Was ist zu tun? Das jüdisch-deutsche Streitgespräch muss zum kollektiven Ereignis werden. Beispielhaft sind Jonas Fegert und Alina Treiger in Berlin, die täglich den Dialog mit Deutschen und Juden suchen:

„Vor einem Jahr gründete Fegert die „Jüdische Studierendeninitiative Berlin“ mit. Man müsse neben großen Gedenkakten viel stärker den Dialog zwischen jungen Juden und Nichtjuden fördern, sagt er. Alina Treiger steht täglich im Dialog mit Juden und Nichtjuden. Die 34-Jährige ist die erste in Deutschland ordinierte Rabbinerin nach der Shoa.“

Es sieht nicht gut aus, was den Dialog zwischen Opfern und Tätern betrifft. Die Deutschen schlottern vor Angst, ihre unterdrückten Gefühle zu erforschen. Die Juden verwechseln ihre subjektiven Ängste mit objektiven Zuständen und reduzieren den Antisemitismus allzu plakativ auf Gewalttätigkeiten der Unterschichten. Die Medien verbergen ihre Ressentiments hinter Schweigen und Schmähen jener, die sich am Tabuisieren des Themas nicht beteiligen.

Der wirklich gefährliche Antisemitismus versteckt sich in Zeitgeistphilosophien, hinter Masken eines vorbildlichen Philosemitismus. Vor allem in heiligen Formeln der Religion, die man entweder verschweigt oder mit salbadernden Neudeutungen verfälscht.
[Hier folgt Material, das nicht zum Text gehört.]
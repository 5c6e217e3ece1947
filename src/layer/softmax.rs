use super::{invalid_shape, plan, positive, Layer, Plan};
use crate::{
    engine::{Engine, OpDesc, Propagation, Role},
    factory::{LayerFactory, Store},
    signature::{Kind, Signature},
};
use anyhow::Result;
use paste::paste;
#[cfg(feature = "serde")]
use serde::{Deserialize, Serialize};

/// Shape parameters of [`Softmax2D`] and [`Softmax4D`].
#[derive(Clone, Debug, Eq, PartialEq, Hash)]
#[cfg_attr(feature = "serde", derive(Serialize, Deserialize))]
pub struct SoftmaxParams<const N: usize> {
    /// Input dims.
    #[cfg_attr(feature = "serde", serde(with = "serde_dims"))]
    pub dims: [usize; N],
    /// The normalized axis.
    pub axis: usize,
}

impl<const N: usize> SoftmaxParams<N> {
    /// Softmax of `dims` along axis 1.
    pub fn new(dims: [usize; N]) -> Self {
        Self { dims, axis: 1 }
    }
    /// With `axis`.
    pub fn with_axis(self, axis: usize) -> Self {
        Self { axis, ..self }
    }
}

#[cfg(feature = "serde")]
mod serde_dims {
    use serde::{de::Error, Deserialize, Deserializer, Serialize, Serializer};

    pub(super) fn serialize<S: Serializer, const N: usize>(
        dims: &[usize; N],
        serializer: S,
    ) -> Result<S::Ok, S::Error> {
        dims.as_slice().serialize(serializer)
    }

    pub(super) fn deserialize<'de, D: Deserializer<'de>, const N: usize>(
        deserializer: D,
    ) -> Result<[usize; N], D::Error> {
        let dims = Vec::<usize>::deserialize(deserializer)?;
        let len = dims.len();
        dims.try_into()
            .map_err(|_| D::Error::invalid_length(len, &"N dims"))
    }
}

/// Softmax along an axis.
///
/// Backward uses the output: `gx = y * (gy - sum(gy * y))`.
#[derive(Debug)]
pub struct Softmax<const N: usize> {
    params: SoftmaxParams<N>,
    signature: Signature,
    forward: Option<Plan>,
    backward: Option<Plan>,
}

/// Softmax of `(n, c)`.
pub type Softmax2D = Softmax<2>;

/// Softmax of `(n, c, h, w)`.
pub type Softmax4D = Softmax<4>;

impl<const N: usize> Softmax<N> {
    fn op(&self, prop: Propagation) -> OpDesc {
        OpDesc::Softmax {
            prop,
            dims: self.params.dims.to_vec(),
            axis: self.params.axis,
        }
    }
    fn forward(&mut self, engine: &dyn Engine, x: &[f32], y: &mut [f32]) -> Result<()> {
        let op = self.op(Propagation::Forward);
        let signature = &self.signature;
        let plan = plan::ensure(&mut self.forward, || {
            Plan::new(engine, &op, None, signature)
        })?;
        plan.execute(engine, &[(Role::Src, x)], &mut [(Role::Dst, y)])
    }
    fn backward(
        &mut self,
        engine: &dyn Engine,
        y: &[f32],
        gy: &[f32],
        gx: &mut [f32],
    ) -> Result<()> {
        let op = self.op(Propagation::BackwardData);
        let signature = &self.signature;
        let hint = self.forward.as_ref().map(Plan::primitive_desc);
        let plan = plan::ensure(&mut self.backward, || {
            Plan::new(engine, &op, hint, signature)
        })?;
        plan.execute(
            engine,
            &[(Role::Dst, y), (Role::DiffDst, gy)],
            &mut [(Role::DiffSrc, gx)],
        )
    }
    fn validate(kind: Kind, params: &SoftmaxParams<N>) -> Result<Self> {
        positive(kind, "dims", &params.dims)?;
        if params.axis >= N {
            return Err(invalid_shape(
                kind,
                format!("axis {} of {:?}", params.axis, params.dims),
            ));
        }
        Ok(Self {
            params: params.clone(),
            signature: Self::key(kind, params),
            forward: None,
            backward: None,
        })
    }
    fn key(kind: Kind, params: &SoftmaxParams<N>) -> Signature {
        Signature::builder(kind)
            .dims(&params.dims)
            .dim(params.axis)
            .build()
    }
}

macro_rules! impl_softmax {
    ($($n:literal),*) => {
        $(
            paste! {
                impl Softmax<$n> {
                    /// Computes `y` with the cached layer for `params`, creating it on first use.
                    ///
                    /// **Errors**
                    /// - [`LayerError::InvalidShape`](crate::error::LayerError::InvalidShape)
                    /// - [`LayerError::BufferSize`](crate::error::LayerError::BufferSize)
                    /// - The engine failed.
                    pub fn do_forward(
                        factory: &LayerFactory,
                        params: &SoftmaxParams<$n>,
                        x: &[f32],
                        y: &mut [f32],
                    ) -> Result<()> {
                        let layer = factory.get_or_create::<Self>(params)?;
                        let mut layer = layer.lock();
                        layer.forward(factory.engine(), x, y)
                    }
                    /// Computes `gx` from the output `y` with the cached layer for `params`, creating it on
                    /// first use.
                    ///
                    /// **Errors**
                    /// See [`do_forward()`](Self::do_forward).
                    pub fn do_backward(
                        factory: &LayerFactory,
                        params: &SoftmaxParams<$n>,
                        y: &[f32],
                        gy: &[f32],
                        gx: &mut [f32],
                    ) -> Result<()> {
                        let layer = factory.get_or_create::<Self>(params)?;
                        let mut layer = layer.lock();
                        layer.backward(factory.engine(), y, gy, gx)
                    }
                }

                impl Layer for Softmax<$n> {
                    type Params = SoftmaxParams<$n>;
                    const KIND: Kind = Kind::[<Softmax $n d>];
                    fn signature(params: &Self::Params) -> Signature {
                        Self::key(Self::KIND, params)
                    }
                    fn new(params: &Self::Params) -> Result<Self> {
                        Self::validate(Self::KIND, params)
                    }
                    fn store(factory: &LayerFactory) -> &Store<Self> {
                        &factory.[<softmax $n d>]
                    }
                    fn params(&self) -> &Self::Params {
                        &self.params
                    }
                    fn forward_plan(&self) -> Option<&Plan> {
                        self.forward.as_ref()
                    }
                    fn is_backward_ready(&self) -> bool {
                        self.backward.is_some()
                    }
                }
            }
        )*
    };
}

impl_softmax!(2, 4);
Zu Recht sagt Frau Knobloch, „die Deutschen müssten den Juden dankbar sein, dass sie im Land geblieben oder hierher gezogen sind, um die Nachkommen der Täter bei den Völkern der Welt zu rehabilitieren“.

Sie fügt hinzu: „Aber die deutsche Gesellschaft kann auch stolz darauf sein, dass sich im Rahmen der von ihr gestalteten verantwortungsbewussten Politik seit 1949 wieder ein lebendiges Judentum in Deutschland entwickeln konnte.